Stone River Crossing
- اطلاعات
- نقد و بررسی
- دیدگاه کاربران
نقد و بررسی
Starred review from April 8, 2019
Tingle, an Oklahoma Choctaw, expands on his 2006 picture book Crossing Bok Chitto in this immersive tale of the friendship between people on opposite sides of the Bok Chitto River in 1808. Based on oral histories of Native Americans helping enslaved people gain their freedom, the novel focuses on Lil Mo, a boy enslaved on a Mississippi plantation, whose accidental meeting with Martha Tom, a Choctaw girl, brings about his family’s escape. After Martha Tom shows Lil Mo and his family the stone bridge that lies just beneath the river’s surface and they flee the plantation’s guards, they begin a new life in Choctaw Town, protected by Choctaw law. Lil Mo eagerly adapts, making friends such as Funi Man, a squirrel hunter with magical powers, and honing his skills at moving and hiding in the woods, but he faces dangers, too, from the plantation owners’ henchmen as well as from an otherworldly witch owl. The story builds slowly but gradually grows gripping as Lil Mo’s Choctaw friends try to destroy the powerful forces that have taken him over. Richly descriptive and leavened with humor, Tingle’s complex novel offers valuable insights into rarely told history. Ages 8–12.
June 14, 2019
Gr 5 Up-The Choctaw Nation lives on a reservation, deeded to them after they were forcefully relocated during the Trail of Tears. Just across the Bok Chitto River is a slave plantation. Everyone knows that crossing the river is dangerous. A young Choctaw girl wanders across the river while picking blackberries. A young enslaved boy helps her find her way back. Soon after, the enslaver threatens to sell the boy's mother. The Choctaw community takes in the family to protect them and, in the process, they experience a two-way cultural exchange. The richness and the humor depicted in the Choctaw community are beautifully developed. The narrative details are based on oral histories from Choctaw people and families who developed an underground railroad, digging bunkers to hide enslaved people throughout Mississippi and Alabama. VERDICT This is a well-researched and compelling work of historical fiction. Highly recommended for any middle grade collection.-Amy Thurow, Northside Elementary School, Sun Prairie, WI
Copyright 2019 School Library Journal, LLC Used with permission.

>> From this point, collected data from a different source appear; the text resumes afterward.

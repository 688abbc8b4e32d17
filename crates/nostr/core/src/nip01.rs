//! The base Nostr event (NIP-01): canonical serialization, id computation,
//! and Schnorr signing/verification.

use std::time::{SystemTime, UNIX_EPOCH};

use bitcoin::secp256k1::{self, Keypair as SecpKeypair, Message, Secp256k1, XOnlyPublicKey};
use serde::{Deserialize, Serialize};
use sha2::{Digest, Sha256};
use thiserror::Error;

/// Errors raised while building, signing, or verifying a Nostr event.
#[derive(Debug, Error)]
pub enum Nip01Error {
    #[error("invalid hex in event field: {0}")]
    InvalidHex(#[from] hex::FromHexError),
    #[error("invalid secret key")]
    InvalidSecretKey,
    #[error("invalid public key")]
    InvalidPublicKey,
    #[error("invalid signature")]
    InvalidSignature,
    #[error("event id does not match computed id")]
    IdMismatch,
    #[error("signature does not verify for this event")]
    VerificationFailed,
    #[error("system clock is before the unix epoch")]
    ClockBeforeEpoch,
}

pub type Result<T> = std::result::Result<T, Nip01Error>;

/// An unsigned event, ready to be hashed and signed.
#[derive(Debug, Clone, PartialEq, Eq, Serialize, Deserialize)]
pub struct EventTemplate {
    pub kind: u16,
    pub tags: Vec<Vec<String>>,
    pub content: String,
    pub created_at: u64,
}

/// A fully signed Nostr event, as sent over the relay wire protocol.
#[derive(Debug, Clone, PartialEq, Eq, Serialize, Deserialize)]
pub struct Event {
    pub id: String,
    pub pubkey: String,
    pub created_at: u64,
    pub kind: u16,
    pub tags: Vec<Vec<String>>,
    pub content: String,
    pub sig: String,
}

/// Seconds since the Unix epoch, as used for `created_at`.
pub fn unix_now_secs() -> Result<u64> {
    SystemTime::now()
        .duration_since(UNIX_EPOCH)
        .map(|d| d.as_secs())
        .map_err(|_| Nip01Error::ClockBeforeEpoch)
}

/// Canonical serialization used for id computation: `[0, pubkey, created_at, kind, tags, content]`.
fn canonical_json(pubkey_hex: &str, template: &EventTemplate) -> String {
    let value = serde_json::json!([
        0,
        pubkey_hex,
        template.created_at,
        template.kind,
        template.tags,
        template.content,
    ]);
    value.to_string()
}

/// Compute the sha256 id of an unsigned event for a given public key.
pub fn compute_id(pubkey_hex: &str, template: &EventTemplate) -> String {
    let serialized = canonical_json(pubkey_hex, template);
    let digest = Sha256::digest(serialized.as_bytes());
    hex::encode(digest)
}

/// Sign an `EventTemplate` with a 32-byte secret key, producing a fully formed `Event`.
pub fn sign_event(template: EventTemplate, secret_key: &[u8; 32]) -> Result<Event> {
    let secp = Secp256k1::new();
    let keypair =
        SecpKeypair::from_seckey_slice(&secp, secret_key).map_err(|_| Nip01Error::InvalidSecretKey)?;
    let (xonly, _parity) = XOnlyPublicKey::from_keypair(&keypair);
    let pubkey_hex = hex::encode(xonly.serialize());

    let id_hex = compute_id(&pubkey_hex, &template);
    let id_bytes = hex::decode(&id_hex)?;
    let message = Message::from_digest_slice(&id_bytes).map_err(|_| Nip01Error::InvalidSignature)?;

    let sig = secp.sign_schnorr(&message, &keypair);

    Ok(Event {
        id: id_hex,
        pubkey: pubkey_hex,
        created_at: template.created_at,
        kind: template.kind,
        tags: template.tags,
        content: template.content,
        sig: hex::encode(sig.as_ref()),
    })
}

/// Verify that an event's id matches its content and that its signature verifies.
pub fn verify_event(event: &Event) -> Result<()> {
    let template = EventTemplate {
        kind: event.kind,
        tags: event.tags.clone(),
        content: event.content.clone(),
        created_at: event.created_at,
    };
    let expected_id = compute_id(&event.pubkey, &template);
    if expected_id != event.id {
        return Err(Nip01Error::IdMismatch);
    }

    let secp = Secp256k1::verification_only();
    let pubkey_bytes = hex::decode(&event.pubkey)?;
    let xonly =
        XOnlyPublicKey::from_slice(&pubkey_bytes).map_err(|_| Nip01Error::InvalidPublicKey)?;

    let sig_bytes = hex::decode(&event.sig)?;
    let sig = secp256k1::schnorr::Signature::from_slice(&sig_bytes)
        .map_err(|_| Nip01Error::InvalidSignature)?;

    let id_bytes = hex::decode(&event.id)?;
    let message = Message::from_digest_slice(&id_bytes).map_err(|_| Nip01Error::InvalidSignature)?;

    secp.verify_schnorr(&sig, &message, &xonly)
        .map_err(|_| Nip01Error::VerificationFailed)
}

#[cfg(test)]
mod tests {
    use super::*;

    #[test]
    fn sign_then_verify_round_trips() {
        let secret_key = [7u8; 32];
        let template = EventTemplate {
            kind: 1,
            tags: vec![],
            content: "hello nostr".to_string(),
            created_at: 1_700_000_000,
        };
        let event = sign_event(template, &secret_key).expect("sign");
        verify_event(&event).expect("verify");
    }

    #[test]
    fn tampered_content_fails_verification() {
        let secret_key = [9u8; 32];
        let template = EventTemplate {
            kind: 1,
            tags: vec![],
            content: "original".to_string(),
            created_at: 1_700_000_000,
        };
        let mut event = sign_event(template, &secret_key).expect("sign");
        event.content = "tampered".to_string();
        assert!(verify_event(&event).is_err());
    }

    #[test]
    fn canonical_json_matches_nip01_shape() {
        let template = EventTemplate {
            kind: 1,
            tags: vec![vec!["e".to_string(), "abc".to_string()]],
            content: "hi".to_string(),
            created_at: 5,
        };
        let json = canonical_json("deadbeef", &template);
        assert_eq!(json, r#"[0,"deadbeef",5,1,[["e","abc"]],"hi"]"#);
    }

    quickcheck::quickcheck! {
        fn prop_sign_verify_round_trips(content: String, created_at: u64) -> bool {
            let secret_key = [3u8; 32];
            let template = EventTemplate { kind: 1, tags: vec![], content, created_at };
            match sign_event(template, &secret_key) {
                Ok(event) => verify_event(&event).is_ok(),
                Err(_) => false,
            }
        }
    }
}
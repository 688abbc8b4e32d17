//! Job history / statistics store (C12). Contract only, per spec.md §4.11:
//! stubbable, shape fixed. Ships one implementation, an in-process store
//! backed by a `Mutex<Vec<JobRecord>>`, matching the teacher's documented
//! intent for `pylon::db::PylonDb` to be a drop-in replacement without
//! changing callers.

use std::sync::Mutex;

use serde::{Deserialize, Serialize};

/// Lifecycle states a job record moves through. Terminal states are
/// `Paid`, `Completed`, `Error`, and `Cancelled`.
#[derive(Debug, Clone, Copy, PartialEq, Eq, Serialize, Deserialize)]
#[serde(rename_all = "snake_case")]
pub enum JobRecordStatus {
    PendingPayment,
    Paid,
    Processing,
    Completed,
    Error,
    Cancelled,
}

impl JobRecordStatus {
    pub fn as_str(&self) -> &'static str {
        match self {
            JobRecordStatus::PendingPayment => "pending_payment",
            JobRecordStatus::Paid => "paid",
            JobRecordStatus::Processing => "processing",
            JobRecordStatus::Completed => "completed",
            JobRecordStatus::Error => "error",
            JobRecordStatus::Cancelled => "cancelled",
        }
    }
}

/// One processed (or in-flight) job, as recorded by the provider engine.
#[derive(Debug, Clone, Serialize, Deserialize)]
pub struct JobRecord {
    pub id: u64,
    pub request_event_id: String,
    pub requester_pubkey: String,
    pub kind: u16,
    pub input_preview: String,
    pub status: JobRecordStatus,
    pub invoice_bolt11: Option<String>,
    pub invoice_amount_sats: Option<u64>,
    pub payment_hash: Option<String>,
    pub model_used: Option<String>,
    pub tokens_prompt: Option<u32>,
    pub tokens_completion: Option<u32>,
    pub created_at: u64,
    pub updated_at: u64,
    pub result_content_hash: Option<String>,
    pub error_message: Option<String>,
}

/// Parameters for a paginated history query.
#[derive(Debug, Clone, Default)]
pub struct HistoryQuery {
    pub page: u32,
    pub limit: u32,
    pub status: Option<JobRecordStatus>,
}

/// A page of job records plus stable pagination metadata.
#[derive(Debug, Clone)]
pub struct HistoryPage {
    pub entries: Vec<JobRecord>,
    pub total: u64,
    pub page: u32,
    pub page_size: u32,
}

/// Aggregate counters over all recorded jobs.
#[derive(Debug, Clone)]
pub struct JobStatistics {
    pub total: u64,
    pub completed: u64,
    pub errored: u64,
    pub revenue_sats: u64,
    pub period_label: String,
}

/// Records processed jobs and exposes paginated queries and aggregates.
/// Object-safe so the runtime can substitute a different backing store
/// (spec.md §4.11 calls this "stubbable; contract fixed").
pub trait JobStore: Send + Sync {
    fn insert(&self, record: JobRecord) -> u64;
    fn update_status(&self, id: u64, status: JobRecordStatus, updated_at: u64);
    fn record_payment(&self, id: u64, amount_sats: u64, updated_at: u64);
    fn get_history(&self, query: HistoryQuery) -> HistoryPage;
    fn get_statistics(&self) -> JobStatistics;
    /// Ids currently in `pending_payment`, for the reconciler to poll.
    fn pending_payment_ids(&self) -> Vec<(u64, String)>;
}

/// In-process implementation: a `Mutex<Vec<JobRecord>>` plus a monotonic id
/// counter. Sufficient for the pagination/aggregate contract.
#[derive(Default)]
pub struct InMemoryJobStore {
    records: Mutex<Vec<JobRecord>>,
    next_id: Mutex<u64>,
}

impl InMemoryJobStore {
    pub fn new() -> Self {
        Self {
            records: Mutex::new(Vec::new()),
            next_id: Mutex::new(1),
        }
    }
}

impl JobStore for InMemoryJobStore {
    fn insert(&self, mut record: JobRecord) -> u64 {
        let mut next_id = self.next_id.lock().unwrap_or_else(|poison| poison.into_inner());
        let id = *next_id;
        *next_id += 1;
        record.id = id;

        let mut records = self.records.lock().unwrap_or_else(|poison| poison.into_inner());
        records.push(record);
        id
    }

    fn update_status(&self, id: u64, status: JobRecordStatus, updated_at: u64) {
        let mut records = self.records.lock().unwrap_or_else(|poison| poison.into_inner());
        if let Some(record) = records.iter_mut().find(|record| record.id == id) {
            record.status = status;
            record.updated_at = updated_at;
        }
    }

    fn record_payment(&self, id: u64, amount_sats: u64, updated_at: u64) {
        let mut records = self.records.lock().unwrap_or_else(|poison| poison.into_inner());
        if let Some(record) = records.iter_mut().find(|record| record.id == id) {
            record.invoice_amount_sats = Some(amount_sats);
            record.status = JobRecordStatus::Paid;
            record.updated_at = updated_at;
        }
    }

    fn get_history(&self, query: HistoryQuery) -> HistoryPage {
        let records = self.records.lock().unwrap_or_else(|poison| poison.into_inner());
        let mut matching: Vec<JobRecord> = records
            .iter()
            .filter(|record| query.status.map_or(true, |status| record.status == status))
            .cloned()
            .collect();
        matching.sort_by(|a, b| b.created_at.cmp(&a.created_at));

        let total = matching.len() as u64;
        let limit = query.limit.max(1);
        let page = query.page.max(1);
        let start = ((page - 1) as usize).saturating_mul(limit as usize);
        let entries = matching.into_iter().skip(start).take(limit as usize).collect();

        HistoryPage {
            entries,
            total,
            page,
            page_size: limit,
        }
    }

    fn get_statistics(&self) -> JobStatistics {
        let records = self.records.lock().unwrap_or_else(|poison| poison.into_inner());
        let total = records.len() as u64;
        let completed = records
            .iter()
            .filter(|record| matches!(record.status, JobRecordStatus::Completed | JobRecordStatus::Paid))
            .count() as u64;
        let errored = records
            .iter()
            .filter(|record| record.status == JobRecordStatus::Error)
            .count() as u64;
        let revenue_sats = records
            .iter()
            .filter(|record| matches!(record.status, JobRecordStatus::Paid | JobRecordStatus::Completed))
            .filter_map(|record| record.invoice_amount_sats)
            .sum();

        JobStatistics {
            total,
            completed,
            errored,
            revenue_sats,
            period_label: "all-time".to_string(),
        }
    }

    fn pending_payment_ids(&self) -> Vec<(u64, String)> {
        let records = self.records.lock().unwrap_or_else(|poison| poison.into_inner());
        records
            .iter()
            .filter(|record| record.status == JobRecordStatus::PendingPayment)
            .filter_map(|record| record.invoice_bolt11.clone().map(|bolt11| (record.id, bolt11)))
            .collect()
    }
}

#[cfg(test)]
mod tests {
    use super::*;

    fn sample_record(status: JobRecordStatus) -> JobRecord {
        JobRecord {
            id: 0,
            request_event_id: "req1".to_string(),
            requester_pubkey: "pk1".to_string(),
            kind: 5050,
            input_preview: "what is 2+2".to_string(),
            status,
            invoice_bolt11: Some("lnbc1...".to_string()),
            invoice_amount_sats: Some(10),
            payment_hash: None,
            model_used: Some("llama3.2".to_string()),
            tokens_prompt: Some(2),
            tokens_completion: Some(1),
            created_at: 1,
            updated_at: 1,
            result_content_hash: None,
            error_message: None,
        }
    }

    #[test]
    fn insert_assigns_monotonic_ids() {
        let store = InMemoryJobStore::new();
        let first = store.insert(sample_record(JobRecordStatus::PendingPayment));
        let second = store.insert(sample_record(JobRecordStatus::PendingPayment));
        assert_eq!(first, 1);
        assert_eq!(second, 2);
    }

    #[test]
    fn history_filters_by_status_and_paginates() {
        let store = InMemoryJobStore::new();
        for _ in 0..3 {
            store.insert(sample_record(JobRecordStatus::Completed));
        }
        store.insert(sample_record(JobRecordStatus::Error));

        let page = store.get_history(HistoryQuery {
            page: 1,
            limit: 2,
            status: Some(JobRecordStatus::Completed),
        });
        assert_eq!(page.total, 3);
        assert_eq!(page.entries.len(), 2);
    }

    #[test]
    fn statistics_sum_revenue_only_for_paid_or_completed() {
        let store = InMemoryJobStore::new();
        store.insert(sample_record(JobRecordStatus::Paid));
        store.insert(sample_record(JobRecordStatus::Error));

        let stats = store.get_statistics();
        assert_eq!(stats.total, 2);
        assert_eq!(stats.completed, 1);
        assert_eq!(stats.errored, 1);
        assert_eq!(stats.revenue_sats, 10);
    }

    #[test]
    fn pending_payment_ids_only_include_pending() {
        let store = InMemoryJobStore::new();
        let pending_id = store.insert(sample_record(JobRecordStatus::PendingPayment));
        store.insert(sample_record(JobRecordStatus::Completed));

        let ids = store.pending_payment_ids();
        assert_eq!(ids.len(), 1);
        assert_eq!(ids[0].0, pending_id);
    }
}
//! Provider-facing status surface (SPEC_FULL.md §11). Informational only:
//! derived from the provider engine's active flag and the graph's
//! completeness, not an independent state machine.

#[derive(Debug, Clone, Copy, PartialEq, Eq)]
pub enum ProviderMode {
    Offline,
    Connecting,
    Online,
    Degraded,
}

impl ProviderMode {
    pub const fn label(self) -> &'static str {
        match self {
            Self::Offline => "offline",
            Self::Connecting => "connecting",
            Self::Online => "online",
            Self::Degraded => "degraded",
        }
    }
}

/// Only the two blockers that apply to this system. A teacher-derived
/// surface named two more (`SkillTrustUnavailable`, `CreditLaneUnavailable`)
/// that belong to subsystems this system does not have.
#[derive(Debug, Clone, Copy, PartialEq, Eq)]
pub enum ProviderBlocker {
    IdentityMissing,
    WalletError,
}

impl ProviderBlocker {
    pub const fn code(self) -> &'static str {
        match self {
            Self::IdentityMissing => "IDENTITY_MISSING",
            Self::WalletError => "WALLET_ERROR",
        }
    }

    pub const fn detail(self) -> &'static str {
        match self {
            Self::IdentityMissing => "Nostr identity (dvm_private_key_hex) is not configured",
            Self::WalletError => "Lightning wallet is not ready",
        }
    }
}
//! The closed error taxonomy every component in the marketplace reports
//! through: `Config`/`Validation` are caller-recoverable, `Transport`/
//! `Protocol`/`Cipher` describe wire-level failures, `Payment`/`Inference`
//! are job-level failures, `ServiceUnavailable` is a degraded-runtime
//! signal, and `Internal` marks an invariant violation.

use thiserror::Error;

#[derive(Debug, Error)]
pub enum ProviderError {
    #[error("config error: {0}")]
    Config(String),

    #[error("validation error: {0}")]
    Validation(String),

    #[error("transport error: {0}")]
    Transport(String),

    #[error("protocol error: {0}")]
    Protocol(String),

    #[error("cipher error: {0}")]
    Cipher(String),

    #[error("payment error: {0}")]
    Payment(String),

    #[error("inference error: {0}")]
    Inference(String),

    #[error("service unavailable: {0}")]
    ServiceUnavailable(String),

    #[error("internal error: {0}")]
    Internal(String),
}

pub type Result<T> = std::result::Result<T, ProviderError>;

impl From<nostr::nip90::Nip90Error> for ProviderError {
    fn from(error: nostr::nip90::Nip90Error) -> Self {
        ProviderError::Protocol(error.to_string())
    }
}

impl From<nostr::nip90::CodecError> for ProviderError {
    fn from(error: nostr::nip90::CodecError) -> Self {
        match error {
            nostr::nip90::CodecError::Cipher(inner) => ProviderError::Cipher(inner.to_string()),
            other => ProviderError::Protocol(other.to_string()),
        }
    }
}

impl From<nostr_client::ClientError> for ProviderError {
    fn from(error: nostr_client::ClientError) -> Self {
        ProviderError::Transport(error.to_string())
    }
}

impl From<openagents_llm::LlmError> for ProviderError {
    fn from(error: openagents_llm::LlmError) -> Self {
        ProviderError::Inference(error.to_string())
    }
}

impl From<openagents_spark::SparkError> for ProviderError {
    fn from(error: openagents_spark::SparkError) -> Self {
        ProviderError::Payment(error.to_string())
    }
}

Starred review from April 1, 2019
A friendship between an enslaved black boy and a Choctaw girl leads to freedom. Lil Mo is one of two children in a black family enslaved on a Mississippi plantation in 1808. He meets Martha Tom, a Choctaw girl, when she crosses the Bok Chitto River to pick blackberries. Martha shows Lil Mo the secret river crossing, a shallow underwater pathway made of stones the Choctaw laid long ago. When the plantation owner decides to sell Lil Mo's mother, Martha's family helps Lil Mo's family escape across the river, where they are adopted into the Choctaw nation. Thus Lil Mo inherits an uncle, an elder by the name of Funi Man, whose humor and wisdom lighten the air of vigilance maintained to protect Lil Mo's family. As Lil Mo's family learns the language and way of life of the Choctaw, all seems well until an old witch lays a curse that impels Funi Man onto a dangerous journey to once and for all save Lil Mo's spirit. As he did in his picture book Crossing Bok Chitto (illustrated by Jeanne Rorex Bridges, 2006), Tingle (Choctaw) captures a rarely explored bond that formed during colonization between enslaved Africans and Native Americans, an alliance of survival under white colonial tyranny. He evokes a 19th-century Southern landscape, presenting it through the lens of Americans whose perspectives are too rarely shared. This vital story will deepen readers' understanding of the nation's complex history. (Historical fiction. 10-14)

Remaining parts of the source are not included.